Modernists & Mavericks: Bacon, Freud, Hockney and the London Painters by Martin Gayford.
My rating: 5 of 5 stars.
So hey, here’s an idea for a book: a history of artists from a certain place, and a certain time. Let’s call them London Painters and bung them together, even though there’s little to link them stylistically, or even philosophically.
Sounds like a hiding to nowhere, right?
Normally, it would be. But to my delight, Martin Gayford’s Modernists & Mavericks manages the task well. It’s true, there’s little the artists in this tome have in common, except for the fact that their careers were rooted in postwar London, even if they soon decamped and worked elsewhere, primarily. But the text makes it clear that the metropolis, recovering from wartime devastation, is the ground that allowed the three artists of the title (and a lot of others, besides) to thrive, even as they eyed foreign climes.
Gayford has a leg-up in the history department – as well as being art critic for the Spectator, he has interviewed the subjects for decades, Freud and Hockney in particular. He’s had his portrait painted by artists in the book, and moved (and, I assume, moves) in the same circles as the subjects of the work. So there’s a distinct feeling of record in the text: there’s little reason to doubt the veracity of his reports.

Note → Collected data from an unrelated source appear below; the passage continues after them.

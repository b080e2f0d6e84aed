use std::sync::Arc;

use tracing::{event, Level};

use crate::auth::{
    pkce, AccessTokenError, AccessTokenErrorKind, AccessTokenRequest, AccessTokenResponse,
    AuthenticationCodeTokenRequest, ClientCredentials, RefreshTokenGrantRequest, Storage,
    TokenRequest,
};
use crate::core::models::Client;
use crate::core::types::GrantType;
use crate::provider::error::Error;
use crate::provider::token::create_token_response;

use super::OpenIdProvider;

fn server_error(error: Error) -> AccessTokenError {
    event!(Level::ERROR, "Token issuance failed: {}", error);
    AccessTokenErrorKind::ServerError.into()
}

impl<S: Storage> OpenIdProvider<S> {
    async fn check_client_authentication(
        &self,
        credentials: &ClientCredentials,
    ) -> Result<Arc<dyn Client>, AccessTokenError> {
        let bad_authentication = |e: Error| {
            event!(Level::DEBUG, "Client authentication failed: {}", e);
            AccessTokenError::with_description(AccessTokenErrorKind::InvalidClient, "Bad authentication")
        };

        self.store
            .authorize_client_id_secret(&credentials.client_id, &credentials.client_secret)
            .await
            .map_err(bad_authentication)?;
        self.store
            .get_client_by_client_id(&credentials.client_id)
            .await
            .map_err(bad_authentication)
    }

    #[tracing::instrument(skip_all, fields(client_id = %credentials.client_id))]
    pub async fn access_token_request(
        &self,
        credentials: ClientCredentials,
        req: AccessTokenRequest,
    ) -> Result<AccessTokenResponse, AccessTokenError> {
        event!(Level::TRACE, "Handling access token request");
        let client = self.check_client_authentication(&credentials).await?;

        match req {
            AccessTokenRequest::AuthenticationCode(req) => {
                self.authorization_code_grant(client.as_ref(), req).await
            }
            AccessTokenRequest::RefreshToken(req) => {
                self.refresh_token_grant(client.as_ref(), req).await
            }
        }
    }

    async fn authorization_code_grant(
        &self,
        client: &dyn Client,
        req: AuthenticationCodeTokenRequest,
    ) -> Result<AccessTokenResponse, AccessTokenError> {
        event!(Level::TRACE, "Handling authorization_code grant");
        if !client.allows_grant_type(GrantType::AuthorizationCode) {
            return Err(AccessTokenErrorKind::UnauthorizedClient.into());
        }

        let auth_request = self
            .store
            .auth_request_by_code(client.id(), &req.code)
            .await
            .map_err(|_| AccessTokenErrorKind::InvalidGrant)?;

        if &auth_request.client_id != client.id() || auth_request.redirect_uri != req.redirect_uri {
            return Err(AccessTokenErrorKind::InvalidGrant.into());
        }

        if let Some(challenge) = &auth_request.pkce_challenge {
            event!(Level::DEBUG, "Verifying PKCE challenge");
            if !pkce::verify(challenge, req.pkce_verifier.as_ref()) {
                return Err(AccessTokenError::with_description(
                    AccessTokenErrorKind::InvalidGrant,
                    "PKCE verification failed",
                ));
            }
        }

        let request = TokenRequest::from(auth_request);
        create_token_response(&self.issuer, &request, client, self, true, Some(&req.code.0), None)
            .await
            .map_err(server_error)
    }

    async fn refresh_token_grant(
        &self,
        client: &dyn Client,
        req: RefreshTokenGrantRequest,
    ) -> Result<AccessTokenResponse, AccessTokenError> {
        event!(Level::TRACE, "Handling refresh_token grant");
        if !client.allows_grant_type(GrantType::RefreshToken) {
            return Err(AccessTokenErrorKind::UnauthorizedClient.into());
        }

        let mut refresh_request = self
            .store
            .token_request_by_refresh_token(&req.refresh_token)
            .await
            .map_err(|_| AccessTokenErrorKind::InvalidGrant)?;

        if &refresh_request.client_id != client.id() {
            return Err(AccessTokenErrorKind::InvalidGrant.into());
        }

        if let Some(scope) = req.scope {
            if !refresh_request.restrict_scope(scope) {
                return Err(AccessTokenErrorKind::InvalidScope.into());
            }
        }

        let request = TokenRequest::from(refresh_request);
        create_token_response(
            &self.issuer,
            &request,
            client,
            self,
            true,
            None,
            Some(&req.refresh_token),
        )
        .await
        .map_err(server_error)
    }
}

Though I’ve been interested in the artists the book focuses on (well, not so much Hockney, but that’s changing after this, I suspect), I learned a lot from this book. Where Gayford excels is his ability to tease out the changes – political and social, as well as cultural – that led to a Britain that facilitated the greater importance of art. I knew that art schools were more of a thing around this time, but didn’t know why – and this is just as important as the raconteur’s tales of Bacon’s largesse which are the stock-in-trade of other books about the period. Sure, learning about hijinks at Wheelers is important, but knowing the wider milieu is much more so, and I feel my knowledge of the time is broadened, here.
The book discusses influence, education, and the transition of a nation shaking off rationing and styles of the past, embarking on a journey into the future, envious of transatlantic developments, and eager to make it new. The struggles of varying painting styles are presented with verve, rather than the bone-dry verbiage that dusts other tomes. There’s plenty of levity, and enough bitchy quotes salted throughout to ensure interest is never lost.
A caution: though the book is fulsomely illustrated, and there’s several colour sections to boost the number of black-and-white reproductions scattered through the text, you’ll probably want to have a browser open nearby so you can view artworks while you read. I found it very helpful to have that reference at hand while working my way through the text, as my curiosity would often sidetrack my attention until I’d satisfied myself as to exactly what something looked like.
If you’ve an interest in the art of this period – and frankly you should if only for Francis Bacon alone, because the man was as horrible and entertaining as the art he created – this is the book for you. It made me wish I were in a gallery, peering at brushstrokes in the calm of an afternoon, searching for that moment when something new makes itself known.